Start of Block
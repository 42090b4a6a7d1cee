//! Process-wide token bucket shared by every worker thread.

use std::sync::atomic::{AtomicBool, Ordering};
use std::sync::Mutex;
use std::thread;
use std::time::{Duration, Instant};

/// Longest single sleep while waiting for a token, so a stop request is
/// noticed promptly.
const MAX_WAIT_SLICE: Duration = Duration::from_millis(100);

pub struct RateLimiter {
  per_second: f64,
  capacity: f64,
  bucket: Mutex<Bucket>,
}

struct Bucket {
  tokens: f64,
  refilled_at: Instant,
}

impl RateLimiter {
  /// `per_second == 0` disables limiting. Bursts are capped at one second's
  /// worth of tokens.
  pub fn new(per_second: u32) -> Self {
    let per_second = f64::from(per_second);
    Self {
      per_second,
      capacity: per_second.max(1.0),
      bucket: Mutex::new(Bucket {
        tokens: per_second.max(1.0),
        refilled_at: Instant::now(),
      }),
    }
  }

  pub fn is_unlimited(&self) -> bool {
    self.per_second <= 0.0
  }

  /// Takes a token if one is available. On refusal returns how long until
  /// the next token.
  pub fn try_acquire(&self) -> Result<(), Duration> {
    self.try_acquire_at(Instant::now())
  }

  fn try_acquire_at(&self, now: Instant) -> Result<(), Duration> {
    if self.is_unlimited() {
      return Ok(());
    }
    let mut b = self.bucket.lock().unwrap_or_else(|p| p.into_inner());
    let elapsed = now.saturating_duration_since(b.refilled_at).as_secs_f64();
    b.tokens = (b.tokens + elapsed * self.per_second).min(self.capacity);
    b.refilled_at = now;

    if b.tokens >= 1.0 {
      b.tokens -= 1.0;
      return Ok(());
    }
    Err(Duration::from_secs_f64((1.0 - b.tokens) / self.per_second))
  }

  /// Blocks until a token is taken. Returns false if `stop` was raised first.
  pub fn acquire(&self, stop: &AtomicBool) -> bool {
    loop {
      if stop.load(Ordering::SeqCst) {
        return false;
      }
      match self.try_acquire() {
        Ok(()) => return true,
        Err(wait) => thread::sleep(wait.min(MAX_WAIT_SLICE)),
      }
    }
  }
}

#[cfg(test)]
mod tests {
  use super::*;

  #[test]
  fn burst_is_capped_at_one_second_of_tokens() {
    let rl = RateLimiter::new(3);
    let now = Instant::now();
    assert!(rl.try_acquire_at(now).is_ok());
    assert!(rl.try_acquire_at(now).is_ok());
    assert!(rl.try_acquire_at(now).is_ok());
    let wait = rl.try_acquire_at(now).unwrap_err();
    assert!(wait > Duration::ZERO && wait <= Duration::from_millis(334));
  }

  #[test]
  fn tokens_refill_over_time() {
    let rl = RateLimiter::new(2);
    let start = Instant::now();
    assert!(rl.try_acquire_at(start).is_ok());
    assert!(rl.try_acquire_at(start).is_ok());
    assert!(rl.try_acquire_at(start).is_err());
    assert!(rl.try_acquire_at(start + Duration::from_millis(500)).is_ok());
    // A long idle period does not bank more than the burst size.
    let later = start + Duration::from_secs(60);
    assert!(rl.try_acquire_at(later).is_ok());
    assert!(rl.try_acquire_at(later).is_ok());
    assert!(rl.try_acquire_at(later).is_err());
  }

  #[test]
  fn zero_rate_is_unlimited() {
    let rl = RateLimiter::new(0);
    for _ in 0..1000 {
      assert!(rl.try_acquire().is_ok());
    }
  }

  #[test]
  fn acquire_gives_up_when_stopped() {
    let rl = RateLimiter::new(1);
    let stop = AtomicBool::new(false);
    assert!(rl.acquire(&stop));
    stop.store(true, Ordering::SeqCst);
    assert!(!rl.acquire(&stop));
  }
}
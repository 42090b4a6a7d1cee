//! Persisted set of publishing authors whose changes are never enqueued.
//!
//! Readers go through [`ConfigStore::get`] on every poll cycle; the only
//! writer is the administrative [`add_author`] / [`remove_author`] path.

use crate::paths;
use anyhow::Context;
use serde::{Deserialize, Serialize};
use std::collections::BTreeSet;
use std::fs;
use std::path::{Path, PathBuf};
use std::sync::RwLock;

#[derive(Debug, Clone, Default, PartialEq, Eq, Serialize, Deserialize)]
pub struct BlacklistConfig {
  #[serde(default)]
  pub blacklisted_authors: BTreeSet<String>,
}

impl BlacklistConfig {
  pub fn is_blacklisted(&self, author: &str) -> bool {
    self.blacklisted_authors.contains(author)
  }
}

pub trait ConfigStore: Send + Sync {
  /// Returns an empty blacklist when no record exists.
  fn get(&self) -> anyhow::Result<BlacklistConfig>;

  /// Replaces the persisted record atomically.
  fn save(&self, cfg: &BlacklistConfig) -> anyhow::Result<()>;
}

pub struct FileConfigStore {
  path: PathBuf,
}

impl FileConfigStore {
  pub fn new(path: impl Into<PathBuf>) -> Self {
    Self { path: path.into() }
  }

  pub fn at_base(base: &Path) -> Self {
    Self::new(paths::blacklist_path(base))
  }
}

impl ConfigStore for FileConfigStore {
  fn get(&self) -> anyhow::Result<BlacklistConfig> {
    if !self.path.exists() {
      return Ok(BlacklistConfig::default());
    }
    let raw = fs::read_to_string(&self.path)
      .with_context(|| format!("read {}", self.path.display()))?;
    match toml::from_str::<BlacklistConfig>(&raw) {
      Ok(cfg) => Ok(cfg),
      Err(e) => {
        tracing::warn!(
          path = %self.path.display(),
          error = %e,
          "blacklist record unreadable; treating as empty"
        );
        Ok(BlacklistConfig::default())
      }
    }
  }

  fn save(&self, cfg: &BlacklistConfig) -> anyhow::Result<()> {
    let raw = toml::to_string_pretty(cfg).context("serialize blacklist")?;
    paths::write_atomic(&self.path, raw.as_bytes())
  }
}

#[derive(Debug, Default)]
pub struct MemoryConfigStore {
  inner: RwLock<BlacklistConfig>,
}

impl ConfigStore for MemoryConfigStore {
  fn get(&self) -> anyhow::Result<BlacklistConfig> {
    Ok(self.inner.read().unwrap_or_else(|p| p.into_inner()).clone())
  }

  fn save(&self, cfg: &BlacklistConfig) -> anyhow::Result<()> {
    *self.inner.write().unwrap_or_else(|p| p.into_inner()) = cfg.clone();
    Ok(())
  }
}

#[derive(Debug, Clone, Copy, PartialEq, Eq)]
pub enum BlacklistChange {
  Added,
  AlreadyPresent,
  Removed,
  NotPresent,
}

pub fn add_author(store: &dyn ConfigStore, author: &str) -> anyhow::Result<BlacklistChange> {
  let author = normalize_author(author)?;
  let mut cfg = store.get()?;
  if !cfg.blacklisted_authors.insert(author.clone()) {
    return Ok(BlacklistChange::AlreadyPresent);
  }
  store.save(&cfg)?;
  tracing::info!(author = %author, "author blacklisted");
  Ok(BlacklistChange::Added)
}

pub fn remove_author(store: &dyn ConfigStore, author: &str) -> anyhow::Result<BlacklistChange> {
  let author = normalize_author(author)?;
  let mut cfg = store.get()?;
  if !cfg.blacklisted_authors.remove(&author) {
    return Ok(BlacklistChange::NotPresent);
  }
  store.save(&cfg)?;
  tracing::info!(author = %author, "author removed from blacklist");
  Ok(BlacklistChange::Removed)
}

fn normalize_author(author: &str) -> anyhow::Result<String> {
  let trimmed = author.trim();
  if trimmed.is_empty() {
    anyhow::bail!("author name must not be empty");
  }
  Ok(trimmed.to_string())
}

#[cfg(test)]
mod tests {
  use super::*;

  #[test]
  fn missing_file_reads_as_empty_blacklist() {
    let dir = tempfile::tempdir().unwrap();
    let store = FileConfigStore::at_base(dir.path());
    assert_eq!(store.get().unwrap(), BlacklistConfig::default());
  }

  #[test]
  fn add_and_remove_round_through_the_file() {
    let dir = tempfile::tempdir().unwrap();
    let store = FileConfigStore::at_base(dir.path());

    assert_eq!(add_author(&store, "mallory").unwrap(), BlacklistChange::Added);
    assert_eq!(
      add_author(&store, " mallory ").unwrap(),
      BlacklistChange::AlreadyPresent
    );
    assert!(store.get().unwrap().is_blacklisted("mallory"));

    assert_eq!(remove_author(&store, "mallory").unwrap(), BlacklistChange::Removed);
    assert_eq!(
      remove_author(&store, "mallory").unwrap(),
      BlacklistChange::NotPresent
    );
    assert!(!store.get().unwrap().is_blacklisted("mallory"));
  }

  #[test]
  fn empty_author_is_rejected() {
    let store = MemoryConfigStore::default();
    assert!(add_author(&store, "   ").is_err());
  }

  #[test]
  fn save_leaves_no_temp_files_behind() {
    let dir = tempfile::tempdir().unwrap();
    let store = FileConfigStore::at_base(dir.path());
    add_author(&store, "a").unwrap();
    add_author(&store, "b").unwrap();

    let names: Vec<String> = fs::read_dir(dir.path())
      .unwrap()
      .flatten()
      .map(|e| e.file_name().to_string_lossy().into_owned())
      .collect();
    assert_eq!(names, vec!["blacklist.toml".to_string()]);
  }

  #[test]
  fn corrupt_record_reads_as_empty() {
    let dir = tempfile::tempdir().unwrap();
    let path = paths::blacklist_path(dir.path());
    fs::write(&path, "blacklisted_authors = 7").unwrap();
    let store = FileConfigStore::new(path);
    assert!(store.get().unwrap().blacklisted_authors.is_empty());
  }
}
End of Block
PROBLEM TO SOLVE
Nothing but the lines from the start of the data above through the line with "fn try_acquire_at(&self, now: Instant)" should appear in your answer, copied exactly.

REPLY
repository 42090b4a6a7d1cee
//! Process-wide token bucket shared by every worker thread.

use std::sync::atomic::{AtomicBool, Ordering};
use std::sync::Mutex;
use std::thread;
use std::time::{Duration, Instant};

/// Longest single sleep while waiting for a token, so a stop request is
/// noticed promptly.
const MAX_WAIT_SLICE: Duration = Duration::from_millis(100);

pub struct RateLimiter {
  per_second: f64,
  capacity: f64,
  bucket: Mutex<Bucket>,
}

struct Bucket {
  tokens: f64,
  refilled_at: Instant,
}

impl RateLimiter {
  /// `per_second == 0` disables limiting. Bursts are capped at one second's
  /// worth of tokens.
  pub fn new(per_second: u32) -> Self {
    let per_second = f64::from(per_second);
    Self {
      per_second,
      capacity: per_second.max(1.0),
      bucket: Mutex::new(Bucket {
        tokens: per_second.max(1.0),
        refilled_at: Instant::now(),
      }),
    }
  }

  pub fn is_unlimited(&self) -> bool {
    self.per_second <= 0.0
  }

  /// Takes a token if one is available. On refusal returns how long until
  /// the next token.
  pub fn try_acquire(&self) -> Result<(), Duration> {
    self.try_acquire_at(Instant::now())
  }

  fn try_acquire_at(&self, now: Instant) -> Result<(), Duration> {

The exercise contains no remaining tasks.